▸ Collected data entries:
· · · · · · ·

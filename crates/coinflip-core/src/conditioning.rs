//! Von Neumann debiasing.
//!
//! ALL unbiasing of coin outcomes lives here. The biased source produces raw
//! outcomes; this module is the single place where they are turned into
//! unbiased bits.
//!
//! # Algorithm
//!
//! Draw two independent outcomes. If they are equal, discard both and draw
//! again. If they differ, emit the second one. For any `0 < p < 1` the two
//! unequal orderings HT and TH each occur with probability `p(1 - p)`, so
//! the emitted bit is exactly fair regardless of `p`.
//!
//! # Termination
//!
//! With `p = 0` or `p = 1` every pair is equal and [`Debiaser::next`] never
//! returns. That is a precondition on the caller, not an error: the
//! extractor cannot tell a slow coin from a constant one. Harnesses that
//! need a bound use [`Debiaser::next_within`].

use crate::source::{BiasProbability, BiasedSource, Bit};

/// Expected number of pair draws per emitted bit: `1 / (2 p (1 - p))`.
///
/// Returns `None` for a degenerate coin, where no bit is ever emitted.
pub fn expected_pairs_per_bit(probability: BiasProbability) -> Option<f64> {
    if probability.is_degenerate() {
        return None;
    }
    let p = probability.value();
    Some(1.0 / (2.0 * p * (1.0 - p)))
}

/// Batch extractor over a recorded run of outcomes.
///
/// Takes non-overlapping pairs: (T,H) → H, (H,T) → T, equal → discard. A
/// trailing unpaired outcome is dropped.
pub fn extract_pairs(outcomes: &[Bit]) -> Vec<Bit> {
    outcomes
        .chunks_exact(2)
        .filter(|pair| pair[0] != pair[1])
        .map(|pair| pair[1])
        .collect()
}

/// Streaming Von Neumann extractor over a [`BiasedSource`].
#[derive(Debug, Clone)]
pub struct Debiaser {
    source: BiasedSource,
    pairs_drawn: u64,
}

impl Debiaser {
    pub fn new(source: BiasedSource) -> Self {
        Self {
            source,
            pairs_drawn: 0,
        }
    }

    pub fn source(&self) -> &BiasedSource {
        &self.source
    }

    /// Total pairs consumed so far, accepted and rejected.
    pub fn pairs_drawn(&self) -> u64 {
        self.pairs_drawn
    }

    /// Next unbiased bit. Blocks forever on a degenerate coin.
    #[allow(clippy::should_implement_trait)]
    pub fn next(&mut self) -> Bit {
        loop {
            if let Some(bit) = self.draw_pair() {
                return bit;
            }
        }
    }

    /// Like [`next`](Self::next) but gives up after drawing `max_pairs` equal
    /// pairs, returning `None`. The unbounded contract of `next` is unchanged.
    pub fn next_within(&mut self, max_pairs: u64) -> Option<Bit> {
        (0..max_pairs).find_map(|_| self.draw_pair())
    }

    fn draw_pair(&mut self) -> Option<Bit> {
        let first = self.source.flip();
        let second = self.source.flip();
        self.pairs_drawn += 1;
        (first != second).then_some(second)
    }
}

#[cfg(test)]
mod tests {
    use super::*;
    use crate::rng::RngStream;

    fn debiaser(p: f64, seed: u64) -> Debiaser {
        let source = BiasedSource::with_probability(p, RngStream::from_seed(seed)).unwrap();
        Debiaser::new(source)
    }

    #[test]
    fn test_extract_pairs_keeps_second_of_unequal() {
        use Bit::{Heads as H, Tails as T};
        let out = extract_pairs(&[T, H, H, T, H, H, T, T, T]);
        assert_eq!(out, vec![H, T]);
    }

    #[test]
    fn test_extract_pairs_empty_and_constant() {
        assert!(extract_pairs(&[]).is_empty());
        assert!(extract_pairs(&[Bit::Heads; 64]).is_empty());
    }

    #[test]
    fn test_expected_pairs_per_bit() {
        let fair = expected_pairs_per_bit(BiasProbability::new(0.5).unwrap()).unwrap();
        assert!((fair - 2.0).abs() < 1e-12);
        let skewed = expected_pairs_per_bit(BiasProbability::new(0.1).unwrap()).unwrap();
        assert!((skewed - 1.0 / 0.18).abs() < 1e-9);
        assert!(expected_pairs_per_bit(BiasProbability::new(0.0).unwrap()).is_none());
        assert!(expected_pairs_per_bit(BiasProbability::new(1.0).unwrap()).is_none());
    }

    #[test]
    fn test_next_matches_batch_extractor() {
        // Streaming and batch forms must agree on the same trajectory.
        let mut stream = debiaser(0.3, 21);
        let streamed: Vec<Bit> = (0..200).map(|_| stream.next()).collect();

        let mut raw = BiasedSource::with_probability(0.3, RngStream::from_seed(21)).unwrap();
        let flips: Vec<Bit> = (0..stream.pairs_drawn() * 2).map(|_| raw.flip()).collect();
        assert_eq!(extract_pairs(&flips), streamed);
    }

    #[test]
    fn test_output_near_fair_for_skewed_coins() {
        for p in [0.1, 0.4, 0.9] {
            let mut d = debiaser(p, 1234);
            let n = 20_000;
            let heads = (0..n).filter(|_| d.next().is_heads()).count();
            let rate = heads as f64 / n as f64;
            // 5 sigma for a fair coin at n = 20k is ~0.0177
            assert!((rate - 0.5).abs() < 0.0177, "p={p}: rate {rate}");
        }
    }

    #[test]
    fn test_degenerate_coin_never_emits_within_cap() {
        for p in [0.0, 1.0] {
            let mut d = debiaser(p, 5);
            assert_eq!(d.next_within(100_000), None, "p={p}");
            assert_eq!(d.pairs_drawn(), 100_000);
        }
    }

    #[test]
    fn test_next_within_zero_cap() {
        let mut d = debiaser(0.5, 5);
        assert_eq!(d.next_within(0), None);
        assert_eq!(d.pairs_drawn(), 0);
    }

    #[test]
    fn test_pairs_drawn_tracks_rejections() {
        let mut d = debiaser(0.4, 77);
        for _ in 0..10_000 {
            d.next();
        }
        // Expected ~2.083 pairs per bit at p = 0.4.
        let per_bit = d.pairs_drawn() as f64 / 10_000.0;
        assert!((per_bit - 2.083).abs() < 0.1, "pairs per bit {per_bit}");
    }
}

· · · · · · ·

▸ PROBLEM TO SOLVE: Wherever the string "BiasedSource" appears in the entries above, return the line it appears on.

▸ RESPONSE TO THIS TASK:
use crate::source::{BiasProbability, BiasedSource, Bit};
/// Streaming Von Neumann extractor over a [`BiasedSource`].
    source: BiasedSource,
    pub fn new(source: BiasedSource) -> Self {
    pub fn source(&self) -> &BiasedSource {
        let source = BiasedSource::with_probability(p, RngStream::from_seed(seed)).unwrap();
        let mut raw = BiasedSource::with_probability(0.3, RngStream::from_seed(21)).unwrap();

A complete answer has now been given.